Dataset records section start

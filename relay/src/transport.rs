//! The raw transport seam at the bottom of the chain.

use async_trait::async_trait;
use chrono::Utc;
use relay_core::{Request, Response};

use crate::error::Error;

/// Dispatches a request over the wire.
///
/// This is the sole suspension point of the pipeline; timeout or
/// cancellation policy, if any, belongs to the implementation behind this
/// seam.
#[async_trait]
pub trait Transport: Send + Sync {
    /// Performs the exchange and stamps the capture timestamp on the
    /// response.
    async fn send(&self, request: Request) -> Result<Response, Error>;
}

/// Default transport backed by [`reqwest::Client`].
#[derive(Debug, Clone, Default)]
pub struct ReqwestTransport {
    client: reqwest::Client,
}

impl ReqwestTransport {
    /// Creates a transport with a default client.
    pub fn new() -> Self {
        Self::default()
    }

    /// Wraps an existing, pre-configured client.
    pub fn with_client(client: reqwest::Client) -> Self {
        ReqwestTransport { client }
    }
}

#[async_trait]
impl Transport for ReqwestTransport {
    async fn send(&self, request: Request) -> Result<Response, Error> {
        let mut builder = self
            .client
            .request(request.method().clone(), request.uri().to_string())
            .headers(request.headers().clone());
        if let Some(body) = request.body() {
            builder = builder.body(body.clone());
        }

        let response = builder.send().await.map_err(Error::transport)?;
        let status = response.status();
        let headers = response.headers().clone();
        let body = response.bytes().await.map_err(Error::transport)?;

        Ok(Response::new(status, headers, body, Utc::now()))
    }
}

Dataset records section end

Work request:
Each line of the material that contains "status" is to be counted, and only the total stated.

Answer section:
2